New Launch17 Dec 2025, 12:01 pm
Lupin Receives Positive CHMP Opinion for Biosimilar Ranibizumab
AI Summary
Global pharma major Lupin Limited announced that the Committee for Medicinal Products for Human Use (CHMP) of the European Medicines Agency has adopted a positive opinion recommending marketing authorization for its biosimilar ranibizumab, Ranluspec™, for both vial and pre-filled syringe presentations. The positive CHMP opinion is based on a demonstration of similarity to the reference product, including an analytical similarity assessment and a 600-patient global phase III clinical trial in patients with Neovascular AMD. Lupin’s biosimilar ranibizumab will be commercialized by Sandoz Group AG across the European Union (excluding Germany).
Key Highlights
- Lupin's biosimilar ranibizumab, Ranluspec™, receives positive CHMP opinion for marketing authorization in the EU.

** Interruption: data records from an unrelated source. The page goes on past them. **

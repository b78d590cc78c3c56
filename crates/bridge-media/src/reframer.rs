//! The PCM reframer (§4.3): converts arbitrary-sized byte chunks from the
//! AI provider into exact `F`-byte [`AudioFrame`]s on a [`FrameQueue`].
//!
//! This is the single place in the system where "whatever size chunk the
//! AI happened to send" meets the fixed 20ms grid; every other component
//! downstream of it can assume `F`-byte frames. `append`, `end_of_turn`,
//! and `clear` are serialized under one mutex because inbound AI events
//! can arrive on a thread distinct from the downlink pacer (§5).

use parking_lot::Mutex;

use crate::frame::{AudioFrame, SampleConfig};
use crate::queue::FrameQueue;

struct State {
    residual: Vec<u8>,
}

/// Byte accumulator feeding a [`FrameQueue`] with exactly `F`-byte frames.
pub struct Reframer {
    config: SampleConfig,
    queue: FrameQueue,
    state: Mutex<State>,
}

impl Reframer {
    /// Build a reframer over the given queue, for the call's `(R, F)`.
    pub fn new(config: SampleConfig, queue: FrameQueue) -> Self {
        Self {
            config,
            queue,
            state: Mutex::new(State { residual: Vec::with_capacity(config.frame_bytes()) }),
        }
    }

    /// The queue frames are emitted into.
    pub fn queue(&self) -> &FrameQueue {
        &self.queue
    }

    /// Append opaque bytes; emits one [`AudioFrame`] per complete `F`-byte
    /// boundary crossed, leaving fewer than `F` residual bytes buffered.
    pub fn append(&self, bytes: &[u8]) {
        let f = self.config.frame_bytes();
        let mut state = self.state.lock();
        state.residual.extend_from_slice(bytes);

        let mut offset = 0;
        while state.residual.len() - offset >= f {
            let chunk = state.residual[offset..offset + f].to_vec();
            offset += f;
            // AudioFrame::new cannot fail here: chunk.len() == f by construction.
            let frame = AudioFrame::new(chunk, self.config)
                .expect("reframer always slices exactly F bytes");
            self.queue.push(frame);
        }
        state.residual.drain(0..offset);
        debug_assert!(state.residual.len() < f);
    }

    /// End the current assistant turn: zero-pad any residual up to `F` and
    /// enqueue it, then enqueue exactly one comfort-silence frame.
    pub fn end_of_turn(&self) {
        let f = self.config.frame_bytes();
        let mut state = self.state.lock();

        if !state.residual.is_empty() {
            let mut padded = std::mem::take(&mut state.residual);
            padded.resize(f, 0);
            let frame = AudioFrame::new(padded, self.config)
                .expect("padded residual is exactly F bytes");
            self.queue.push(frame);
        }
        self.queue.push(AudioFrame::silence(self.config));
        debug_assert!(state.residual.len() < f);
    }

    /// Barge-in: discard the residual accumulator and empty the downstream
    /// queue. Does not close the queue — the call continues.
    pub fn clear(&self) {
        self.state.lock().residual.clear();
        self.queue.clear();
    }

    /// End of call: discard residual and close the queue (wakes the
    /// downlink pacer with end-of-stream).
    pub fn close(&self) {
        self.state.lock().residual.clear();
        self.queue.close();
    }
}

- The positive opinion is based on a demonstration of similarity to the reference product, including a 600-patient global phase III clinical trial in patients with Neovascular AMD.
- Lupin's biosimilar ranibizumab will be commercialized by Sandoz Group AG across the European Union (excluding Germany).
- Ranibizumab is used for the treatment of patients with neovascular (wet) age-related macular degeneration (AMD), macular edema following retinal vein occlusion (RVO), diabetic macular edema (DME), proliferative diabetic retinopathy (PDR), and choroidal neovascularization (CNV).
- Lupin Limited is a global pharmaceutical leader headquartered in Mumbai, India, with products distributed in over 100 markets.